UN response mission says increasing infections in Sierra Leone will make it hard to meet December 1 deadline.
by Al JazeeraA deadline of December 1 to contain the Ebola virus will not be fully met due to escalating numbers of cases in Sierra Leone and elsewhere, the UN Ebola Emergency Response Mission which had set the target, said.
The mission set the goal in September, seeking to have 70 percent of Ebola patients under treatment and 70 percent of Ebola victims safely buried. That target will be achieved in some areas, head of UNMEER Anthony Banbury told Reuters news agency, citing progress in Liberia.
“We are going to exceed the December 1 targets in some areas. But we are almost certainly going to fall short in others. In both those cases, we will adjust to what the circumstances are on the ground,” he said in an interview.
Banbury said the areas of greatest concern are in rural parts of Sierra Leone as well as the city of Makeni in the centre of the country and Port Loko in the northwest.
Improving surveillance
Surveillance to prevent further cross-border spread of the disease must be improved, he added, given the transmission of the disease overland from Guinea into Mali, where at least six people have now died.

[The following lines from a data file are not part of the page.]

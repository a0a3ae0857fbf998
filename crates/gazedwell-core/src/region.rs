//! Face regions as canonical axis-aligned rectangles.

use serde::{Deserialize, Serialize};
use thiserror::Error;

#[derive(Error, Debug, Clone, PartialEq, Eq)]
pub enum RegionError {
    #[error("region must have 2 or 4 elements, got {found}")]
    InvalidRegionShape { found: usize },
}

/// An axis-aligned rectangle with `xmin <= xmax` and `ymin <= ymax`.
///
/// Regions are identified only by their position in the detector output;
/// nothing downstream re-matches them geometrically.
#[derive(Debug, Clone, Copy, PartialEq, Serialize, Deserialize)]
pub struct Region {
    pub xmin: f64,
    pub ymin: f64,
    pub xmax: f64,
    pub ymax: f64,
}

impl Region {
    /// Build a region from two opposite corners in any order.
    pub fn from_corners(x1: f64, y1: f64, x2: f64, y2: f64) -> Self {
        Self {
            xmin: x1.min(x2),
            ymin: y1.min(y2),
            xmax: x1.max(x2),
            ymax: y1.max(y2),
        }
    }

    /// Zero-area region at a single point.
    pub fn from_point(x: f64, y: f64) -> Self {
        Self {
            xmin: x,
            ymin: y,
            xmax: x,
            ymax: y,
        }
    }

    /// Inclusive containment test: points on the border are inside.
    pub fn contains(&self, x: f64, y: f64) -> bool {
        self.xmin <= x && x <= self.xmax && self.ymin <= y && y <= self.ymax
    }

    pub fn width(&self) -> f64 {
        self.xmax - self.xmin
    }

    pub fn height(&self) -> f64 {
        self.ymax - self.ymin
    }
}

/// Canonicalize a box given as 4 corner coordinates `(x1, y1, x2, y2)` or a
/// 2-element point `(x, y)`.
pub fn normalize(values: &[f64]) -> Result<Region, RegionError> {
    match *values {
        [x1, y1, x2, y2] => Ok(Region::from_corners(x1, y1, x2, y2)),
        [x, y] => Ok(Region::from_point(x, y)),
        _ => Err(RegionError::InvalidRegionShape {
            found: values.len(),
        }),
    }
}

/// Normalize a whole region set, failing on the first malformed box.
///
/// A partially valid set is never returned: region indices are the identity
/// of each face, so dropping one would shift every index after it.
pub fn normalize_all<B: AsRef<[f64]>>(boxes: &[B]) -> Result<Vec<Region>, RegionError> {
    boxes.iter().map(|b| normalize(b.as_ref())).collect()
}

The death toll in the worst Ebola epidemic on record has risen to 5,459 out of 15,351 cases identified in eight countries by the end of Nov. 18, the World Health Organization said on Friday. The vast majority of those cases are in Guinea, Sierra Leone and Liberia.
US Brigadier General Frank Tate, deputy commanding general of US forces helping Liberia fight the epidemic said on Monday that there has been dramatic improvement in the situation in the country considered the worst-hit by the outbreak.
Meanwhile, an Italian doctor who has been working in Sierra Leone has tested positive for the Ebola virus and is being transferred to Rome for treatment, the health ministry said Monday. It is Italy’s first confirmed case of Ebola.
The doctor, who was not identified and who works for the non-governmental organization Emergency, is scheduled to arrive overnight in Italy for treatment at the Lazzaro Spallanzani National Institute for Infectious Diseases in Rome.